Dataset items

• • •

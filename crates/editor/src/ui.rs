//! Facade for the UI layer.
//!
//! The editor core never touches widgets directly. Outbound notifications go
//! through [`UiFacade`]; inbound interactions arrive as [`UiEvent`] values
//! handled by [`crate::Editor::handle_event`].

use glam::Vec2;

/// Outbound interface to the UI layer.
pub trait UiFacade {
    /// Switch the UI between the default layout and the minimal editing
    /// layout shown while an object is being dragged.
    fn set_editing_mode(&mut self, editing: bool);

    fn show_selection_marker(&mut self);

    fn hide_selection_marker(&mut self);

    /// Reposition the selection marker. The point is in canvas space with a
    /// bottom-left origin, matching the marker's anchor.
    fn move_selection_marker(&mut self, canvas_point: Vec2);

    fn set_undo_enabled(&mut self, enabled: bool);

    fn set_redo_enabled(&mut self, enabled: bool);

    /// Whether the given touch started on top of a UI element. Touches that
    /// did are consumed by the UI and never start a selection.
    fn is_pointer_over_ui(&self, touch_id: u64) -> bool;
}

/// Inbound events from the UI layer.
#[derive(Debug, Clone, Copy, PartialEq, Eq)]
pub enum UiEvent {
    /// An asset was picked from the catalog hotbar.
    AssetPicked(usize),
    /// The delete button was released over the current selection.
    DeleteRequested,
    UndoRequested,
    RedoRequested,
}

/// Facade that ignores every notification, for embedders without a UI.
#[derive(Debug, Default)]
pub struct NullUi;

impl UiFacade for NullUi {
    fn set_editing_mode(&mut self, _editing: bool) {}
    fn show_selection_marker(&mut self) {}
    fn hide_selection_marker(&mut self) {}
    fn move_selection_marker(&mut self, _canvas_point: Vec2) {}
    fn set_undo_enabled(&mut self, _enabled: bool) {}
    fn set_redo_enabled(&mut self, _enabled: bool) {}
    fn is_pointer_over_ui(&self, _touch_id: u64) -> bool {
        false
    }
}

• • •

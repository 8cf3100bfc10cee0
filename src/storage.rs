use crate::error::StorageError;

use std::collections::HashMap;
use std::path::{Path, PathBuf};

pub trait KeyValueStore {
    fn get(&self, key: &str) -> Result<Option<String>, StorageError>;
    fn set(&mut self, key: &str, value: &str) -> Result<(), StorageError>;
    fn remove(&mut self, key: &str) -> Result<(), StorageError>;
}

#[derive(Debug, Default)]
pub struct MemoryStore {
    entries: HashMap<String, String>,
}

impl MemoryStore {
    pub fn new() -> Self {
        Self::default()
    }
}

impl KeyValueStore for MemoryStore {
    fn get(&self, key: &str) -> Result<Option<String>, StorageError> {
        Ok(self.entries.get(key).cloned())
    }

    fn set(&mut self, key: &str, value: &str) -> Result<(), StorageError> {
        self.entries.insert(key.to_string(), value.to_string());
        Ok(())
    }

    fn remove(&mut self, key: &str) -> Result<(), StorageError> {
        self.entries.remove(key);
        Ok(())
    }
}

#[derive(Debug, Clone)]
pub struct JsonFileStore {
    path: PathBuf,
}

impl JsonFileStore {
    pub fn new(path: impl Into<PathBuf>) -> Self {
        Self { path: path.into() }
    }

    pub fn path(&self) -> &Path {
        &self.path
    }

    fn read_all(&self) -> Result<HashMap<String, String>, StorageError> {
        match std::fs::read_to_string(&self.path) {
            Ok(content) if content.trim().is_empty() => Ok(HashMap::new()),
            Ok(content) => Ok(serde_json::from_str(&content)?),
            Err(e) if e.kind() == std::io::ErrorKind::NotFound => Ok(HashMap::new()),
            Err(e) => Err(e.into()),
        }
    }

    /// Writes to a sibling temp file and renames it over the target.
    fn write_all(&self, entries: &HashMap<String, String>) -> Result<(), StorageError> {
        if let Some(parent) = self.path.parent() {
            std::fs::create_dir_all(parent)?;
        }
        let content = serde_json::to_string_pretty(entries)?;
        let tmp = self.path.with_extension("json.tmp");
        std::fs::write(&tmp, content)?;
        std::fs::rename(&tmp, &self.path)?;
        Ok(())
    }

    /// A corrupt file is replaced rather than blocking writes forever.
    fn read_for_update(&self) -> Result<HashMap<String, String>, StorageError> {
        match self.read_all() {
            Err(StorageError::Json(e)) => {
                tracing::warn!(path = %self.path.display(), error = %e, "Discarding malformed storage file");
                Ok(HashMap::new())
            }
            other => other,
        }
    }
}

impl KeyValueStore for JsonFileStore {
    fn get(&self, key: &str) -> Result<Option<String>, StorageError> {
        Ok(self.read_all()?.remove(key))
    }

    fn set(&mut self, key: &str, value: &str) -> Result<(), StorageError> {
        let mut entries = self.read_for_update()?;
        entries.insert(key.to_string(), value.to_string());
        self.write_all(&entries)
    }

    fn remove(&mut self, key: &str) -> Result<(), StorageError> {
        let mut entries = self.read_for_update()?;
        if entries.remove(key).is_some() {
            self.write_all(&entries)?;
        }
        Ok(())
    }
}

• • •

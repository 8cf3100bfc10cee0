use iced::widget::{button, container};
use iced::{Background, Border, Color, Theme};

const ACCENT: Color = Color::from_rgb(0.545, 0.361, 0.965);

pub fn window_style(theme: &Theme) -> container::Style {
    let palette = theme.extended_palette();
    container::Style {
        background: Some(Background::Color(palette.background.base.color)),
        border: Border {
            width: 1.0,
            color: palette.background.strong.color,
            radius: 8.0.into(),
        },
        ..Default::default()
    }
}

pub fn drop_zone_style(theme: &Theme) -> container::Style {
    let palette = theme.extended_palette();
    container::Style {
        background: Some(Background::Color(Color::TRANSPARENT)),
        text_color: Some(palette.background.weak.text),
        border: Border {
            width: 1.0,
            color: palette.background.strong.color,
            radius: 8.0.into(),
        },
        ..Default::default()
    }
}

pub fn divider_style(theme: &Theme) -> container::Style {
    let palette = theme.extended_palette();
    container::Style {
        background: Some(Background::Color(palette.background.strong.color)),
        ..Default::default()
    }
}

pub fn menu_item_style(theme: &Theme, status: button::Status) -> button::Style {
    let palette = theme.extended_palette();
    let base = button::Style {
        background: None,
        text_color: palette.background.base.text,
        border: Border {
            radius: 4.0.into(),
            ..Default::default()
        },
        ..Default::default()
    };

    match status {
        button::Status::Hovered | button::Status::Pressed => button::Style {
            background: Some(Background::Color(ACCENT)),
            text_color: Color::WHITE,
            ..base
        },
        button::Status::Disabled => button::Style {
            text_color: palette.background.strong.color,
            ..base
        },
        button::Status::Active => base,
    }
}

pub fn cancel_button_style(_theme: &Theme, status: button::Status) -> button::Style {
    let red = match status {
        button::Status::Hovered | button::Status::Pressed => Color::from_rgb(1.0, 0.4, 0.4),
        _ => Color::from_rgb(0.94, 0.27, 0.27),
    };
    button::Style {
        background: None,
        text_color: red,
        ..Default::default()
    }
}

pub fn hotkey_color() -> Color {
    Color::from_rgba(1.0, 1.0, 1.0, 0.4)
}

• • •

→ ABOUT THIS EXERCISE
Copy all lines of the records in which the string "HashMap" can be found.

→ RESPONSE TO THE EXERCISE
use std::collections::HashMap;
    entries: HashMap<String, String>,
    fn read_all(&self) -> Result<HashMap<String, String>, StorageError> {
            Ok(content) if content.trim().is_empty() => Ok(HashMap::new()),
            Err(e) if e.kind() == std::io::ErrorKind::NotFound => Ok(HashMap::new()),
    fn write_all(&self, entries: &HashMap<String, String>) -> Result<(), StorageError> {
    fn read_for_update(&self) -> Result<HashMap<String, String>, StorageError> {
                Ok(HashMap::new())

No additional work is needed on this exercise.